Transform streaming data in real-time with WebAssembly

by Nick Mosher (@nicholastmosher)
| August 11, 2021
| Reading time: 4 minutes

Fluvio is a high-performance, distributed, programmable streaming platform for real-time data. We’ve been hard at work building new capabilities for inline data processing, a family of features that we call SmartStreams, and with our latest major release we announced the arrival of our new SmartStream Map functionality. This feature allows users to write custom code to inspect and transform each record or data in a stream. Users write SmartStream modules in Rust and compile them to WebAssembly, and they are ultimately executed in the Fluvio cluster on a Streaming Processing Unit (SPU).

 

Thinking about Mapping capabilities and use-cases

When we’re thinking about Mapping, we’re thinking about a function that takes one record as input and gives another record as output. With SmartStream Map, we are writing functions that run inside a WebAssembly sandbox, so these functions do not have access to the outside world, and cannot do certain things such as make network requests or write data to disk. In essence, reading and manipulating the input record is the only thing that a Map function can do.

This helps to set the stage for what types of operations we can perform using SmartStream Maps. I tend to think of these operations in the following broad categories (though there are certainly more):

  • Scrubbing sensitive fields of data to hide from downstream consumers
  • Narrowing large records into a smaller subset of important fields
  • Computing rich, derived fields from simple raw data
  • Parsing unstructured (e.g. textual) data into a structured form (e.g. JSON)

Let’s narrow in and explore how we can use SmartStreams to solve a “scrubbing sensitive fields” use-case.

 

Concrete use-case: Scrubbing Social Security Numbers from account records

Let’s imagine that we’re working with a banking account system, and we have a stream of data that represents account activity. Events in this stream might represent new accounts being created, passwords being changed, or personal info being updated. Suppose we want to write an application which sends a welcome email to new account owners after they sign up. We can structure our email application to consume from the accounts topic and send an email each time an account-created event appears.

So far so good, but let’s add a twist.

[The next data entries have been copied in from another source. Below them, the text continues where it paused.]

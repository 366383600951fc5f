//! Parse and serialize helpers shared by every record type.
//!
//! Parsing is decode followed by full validation: a record returned from
//! any `from_*` method has passed every field and cross-field rule.

use std::path::Path;

use serde::de::DeserializeOwned;
use serde::Serialize;
use serde_json::Value;

use crate::context::Validate;
use crate::descriptor::SchemaType;
use crate::error::DfsError;

/// A schema record that can be parsed, validated, and serialized.
pub trait Record: SchemaType + Validate + Serialize + DeserializeOwned + Sized {
    /// Decode and validate a JSON value.
    fn from_value(value: Value) -> Result<Self, DfsError> {
        let record: Self = serde_json::from_value(value)?;
        record.validate()?;
        Ok(record)
    }

    /// Decode and validate a JSON string.
    fn from_json_str(input: &str) -> Result<Self, DfsError> {
        let record: Self = serde_json::from_str(input)?;
        record.validate()?;
        Ok(record)
    }

    /// Decode and validate a YAML string.
    fn from_yaml_str(input: &str) -> Result<Self, DfsError> {
        let record: Self = serde_yaml::from_str(input)?;
        record.validate()?;
        Ok(record)
    }

    /// Read, decode, and validate a file.
    ///
    /// Files ending in `.yaml` or `.yml` are read as YAML, anything else
    /// as JSON.
    fn from_file(path: impl AsRef<Path>) -> Result<Self, DfsError> {
        let path = path.as_ref();
        if !path.is_file() {
            return Err(DfsError::MissingInputFile {
                path: path.to_path_buf(),
            });
        }
        let content = std::fs::read_to_string(path)?;
        tracing::debug!(path = %path.display(), record = Self::TYPE_NAME, "parsing record file");
        if is_yaml(path) {
            Self::from_yaml_str(&content)
        } else {
            Self::from_json_str(&content)
        }
    }

    /// Serialize to a JSON value.
    fn to_json_value(&self) -> Result<Value, DfsError> {
        Ok(serde_json::to_value(self)?)
    }

    /// Serialize to a compact JSON string.
    fn to_json_string(&self) -> Result<String, DfsError> {
        Ok(serde_json::to_string(self)?)
    }

    /// Serialize to an indented JSON string.
    fn to_json_string_pretty(&self) -> Result<String, DfsError> {
        Ok(serde_json::to_string_pretty(self)?)
    }
}

impl<T> Record for T where T: SchemaType + Validate + Serialize + DeserializeOwned {}

/// Returns true if `path` has a YAML extension.
pub fn is_yaml(path: &Path) -> bool {
    matches!(
        path.extension().and_then(|e| e.to_str()),
        Some("yaml") | Some("yml")
    )
}

#[cfg(test)]
mod tests {
    use super::*;
    use crate::{Constraints, FieldDescriptor, FieldType, TypeDescriptor, TypeTag, ValidationContext};
    use serde::Deserialize;

    #[derive(Debug, Clone, PartialEq, Serialize, Deserialize)]
    #[serde(deny_unknown_fields)]
    struct Overhang {
        #[serde(rename = "type", default)]
        type_: TypeTag<Overhang>,
        depth: f64,
    }

    impl SchemaType for Overhang {
        const TYPE_NAME: &'static str = "Overhang";
        fn describe() -> TypeDescriptor {
            TypeDescriptor::record(
                Self::TYPE_NAME,
                "tests::Overhang",
                "",
                vec![FieldDescriptor::required("depth", FieldType::number(), "")],
            )
        }
    }

    impl Validate for Overhang {
        fn validate_into(&self, ctx: &mut ValidationContext) {
            ctx.number("depth", self.depth, &Constraints::new().gt(0.0));
        }
    }

    #[test]
    fn parse_runs_validation() {
        assert!(Overhang::from_json_str(r#"{"depth": 1.0}"#).is_ok());
        let err = Overhang::from_json_str(r#"{"depth": 0}"#).unwrap_err();
        assert!(matches!(err, DfsError::Validation(ref v) if v.len() == 1));
    }

    #[test]
    fn decode_error_is_parse() {
        let err = Overhang::from_json_str(r#"{"depth": 1.0, "angle": 3}"#).unwrap_err();
        assert!(matches!(err, DfsError::Parse(_)));
    }

    #[test]
    fn yaml_input() {
        let o = Overhang::from_yaml_str("type: Overhang\ndepth: 0.5\n").unwrap();
        assert_eq!(o.depth, 0.5);
    }

    #[test]
    fn missing_file() {
        let err = Overhang::from_file("/definitely/not/here.json").unwrap_err();
        assert!(matches!(err, DfsError::MissingInputFile { .. }));
    }

    #[test]
    fn serialize_round_trip() {
        let o = Overhang::from_json_str(r#"{"depth": 2.0}"#).unwrap();
        let text = o.to_json_string().unwrap();
        assert_eq!(text, r#"{"type":"Overhang","depth":2.0}"#);
        assert_eq!(Overhang::from_json_str(&text).unwrap(), o);
        assert_eq!(o.to_json_value().unwrap()["type"], "Overhang");
    }

    #[test]
    fn yaml_extension_detection() {
        assert!(is_yaml(Path::new("model.yaml")));
        assert!(is_yaml(Path::new("model.yml")));
        assert!(!is_yaml(Path::new("model.dfjson")));
    }
}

Since we’re talking about bank accounts, the events contain some private information, such as the account holder’s Social Security Number. We would like to edit the records in our accounts stream and scrub out SSNs so that the email application never even has access to that data. That way, there’s no chance that a bug or a compromise in the email application could lead to disclosing this private information.

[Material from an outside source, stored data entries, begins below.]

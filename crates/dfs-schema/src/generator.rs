//! # Document Generator
//!
//! Builds an [`OpenApiDocument`] from a [`TypeRegistry`] and a set of root
//! type names.
//!
//! ## Algorithm
//!
//! 1. Walk the type graph from the roots through field references and
//!    union alternatives. Flattened documents also follow the fields of
//!    every base record, since those are merged into the subtype; the
//!    inheritance layout follows the base edge itself.
//! 2. Render every reached type once, in name order.
//! 3. Emit one tag per schema and a single `Models` tag group listing the
//!    tag names in sorted order.
//! 4. Overwrite the `version` default of each root with the document
//!    version.
//!
//! The output depends only on the inputs: two runs over the same registry,
//! roots, metadata and options produce equal documents.

use std::collections::{BTreeSet, VecDeque};

use serde_json::{Map, Value};

use dfs_core::{RegistryError, TypeDescriptor, TypeRegistry};

use crate::document::{
    Components, DocumentMetadata, GeneratorOptions, Info, OpenApiDocument, Tag, TagGroup,
    TAG_GROUP_NAME,
};
use crate::error::SchemaError;
use crate::render::{SchemaRenderer, BASE_MODEL_NAME};
use crate::version::validate_version;

/// Referrer recorded for a root that is not in the registry.
const ROOT_REFERRER: &str = "(root)";

/// Owner reported when a registered type collides with a synthesized schema.
const SYNTHESIZED_OWNER: &str = "(synthesized)";

/// Generate the API document for `roots`.
pub fn generate_document(
    registry: &TypeRegistry,
    roots: &[&str],
    metadata: &DocumentMetadata,
    options: &GeneratorOptions,
) -> Result<OpenApiDocument, SchemaError> {
    let version = validate_version(&metadata.version)?;
    let renderer = if options.inheritance {
        SchemaRenderer::inheritance(registry, options.add_discriminator)
    } else {
        SchemaRenderer::flattened(registry)
    };

    let reachable = reachable_types(registry, &renderer, roots, options.inheritance)?;
    tracing::debug!(
        roots = roots.len(),
        schemas = reachable.len(),
        inheritance = options.inheritance,
        "collected reachable schema types"
    );

    let mut schemas = Map::new();
    if options.inheritance {
        schemas.insert(BASE_MODEL_NAME.to_string(), renderer.base_model());
    }
    for descriptor in &reachable {
        // Registered names are unique; only a synthesized entry can collide.
        if schemas.contains_key(descriptor.name) {
            return Err(RegistryError::DuplicateTypeName {
                name: descriptor.name.to_string(),
                existing: SYNTHESIZED_OWNER.to_string(),
                incoming: descriptor.qualified_name.to_string(),
            }
            .into());
        }
        schemas.insert(descriptor.name.to_string(), renderer.render(descriptor)?);
    }
    // Synthesized names sort alongside the registered ones.
    let mut names: Vec<String> = schemas.keys().cloned().collect();
    names.sort();
    let schemas: Map<String, Value> = names
        .into_iter()
        .filter_map(|name| schemas.remove(&name).map(|schema| (name, schema)))
        .collect();

    let mut components = Components { schemas };
    for root in roots {
        patch_version(&mut components, root, &version, options.inheritance);
    }

    let tags: Vec<Tag> = components.schemas.keys().map(|name| Tag::for_schema(name)).collect();
    let mut tag_names: Vec<String> = tags.iter().map(|t| t.name.clone()).collect();
    tag_names.sort();

    let extras = options.info.clone();
    let info = Info {
        description: metadata.description.clone(),
        version,
        title: metadata.title.clone(),
        contact: extras.as_ref().and_then(|e| e.contact.clone()),
        logo: extras.as_ref().and_then(|e| e.logo.clone()),
        license: extras.and_then(|e| e.license),
    };

    Ok(OpenApiDocument {
        openapi: options.openapi_version.clone(),
        servers: Vec::new(),
        info,
        external_docs: options.external_docs.clone(),
        tags,
        tag_groups: vec![TagGroup {
            name: TAG_GROUP_NAME.to_string(),
            tags: tag_names,
        }],
        paths: Map::new(),
        components,
    })
}

/// Every type reachable from `roots`, sorted by name.
fn reachable_types<'a>(
    registry: &'a TypeRegistry,
    renderer: &SchemaRenderer<'a>,
    roots: &[&str],
    inheritance: bool,
) -> Result<Vec<&'a TypeDescriptor>, SchemaError> {
    let mut seen: BTreeSet<&'a str> = BTreeSet::new();
    let mut found = Vec::new();
    let mut queue: VecDeque<(&str, &str)> = roots.iter().map(|r| (*r, ROOT_REFERRER)).collect();

    while let Some((name, referrer)) = queue.pop_front() {
        let descriptor = registry
            .get(name)
            .ok_or_else(|| SchemaError::UnknownTypeReference {
                name: name.to_string(),
                referenced_by: referrer.to_string(),
            })?;
        if !seen.insert(descriptor.name) {
            continue;
        }
        found.push(descriptor);

        if inheritance {
            if let Some(base) = descriptor.base() {
                queue.push_back((base, descriptor.name));
            }
            for reference in descriptor.field_references() {
                queue.push_back((reference, descriptor.name));
            }
        } else {
            for ancestor in renderer.base_chain(descriptor)? {
                for reference in ancestor.field_references() {
                    queue.push_back((reference, ancestor.name));
                }
            }
        }
    }

    found.sort_by_key(|d| d.name);
    Ok(found)
}

/// Set the `version` default of `root`'s schema, if it has a `version`
/// property.
fn patch_version(components: &mut Components, root: &str, version: &str, inheritance: bool) {
    let pointer = if inheritance {
        "/allOf/1/properties/version"
    } else {
        "/properties/version"
    };
    let Some(property) = components
        .schemas
        .get_mut(root)
        .and_then(|schema| schema.pointer_mut(pointer))
        .and_then(Value::as_object_mut)
    else {
        return;
    };
    property.insert("default".to_string(), Value::from(version));
}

Alright, so let’s get concrete. We’ll set up our event schema so that records in our stream look something like this:

{
  "social_security_number": "123-45-6789",
  "event_type": "account-created",
  "account_id": "1509aaf8-5863-4b41-bfe2-b081691d7a6e",
  "first_name": "Daniel",
  "last_name": "Mahoney",
  "email": "daniel_mahoney@example.com",
  "password_hash": "db6b535bc9909ecfb7c2ee4550ed7b350a61785e"
}

After we’re done scrubbing, we want our records to look more like this:

{
  "social_security_number": "***-**-****",
  "event_type": "account-created",
  "account_id": "1509aaf8-5863-4b41-bfe2-b081691d7a6e",
  "first_name": "Daniel",
  "last_name": "Mahoney",
  "email": "daniel_mahoney@example.com",
  "password_hash": "db6b535bc9909ecfb7c2ee4550ed7b350a61785e"
}

Let’s take a look at a SmartStream Map implementation that could solve our use-case:

use regex::Regex;
use once_cell::sync::Lazy;
use fluvio_smartstream::{smartstream, Result, Record, RecordData};

// A compiled Regex for detecting SSNs that look like XXX-XX-XXXX
static SSN_RE: Lazy<Regex> = Lazy::new(|| Regex::new(r"\d{3}-\d{2}-\d{4}").unwrap());

#[smartstream(map)]
pub fn map(record: &Record) -> Result<(Option<RecordData>, RecordData)> {
    let key = record.key.clone();

    let string = std::str::from_utf8(record.value.as_ref())?;
    let output = SSN_RE.replace_all(string, "***-**-****").to_string();

    Ok((key, output.into()))
}

That’s it. That’s the whole SmartStream.

Of course, this is an over-simplified solution to a toy problem, but it illustrates how we can quickly manipulate the data in our stream with relatively little effort. In this SmartStream, we’re using a RegEx to detect any string that has digits in the typical SSN layout, and replace them with a meaningless substitute string ***-**-****. Another potential solution to this problem would be to parse the JSON and delete the social_security_number field, but for our purposes this strategy was simpler.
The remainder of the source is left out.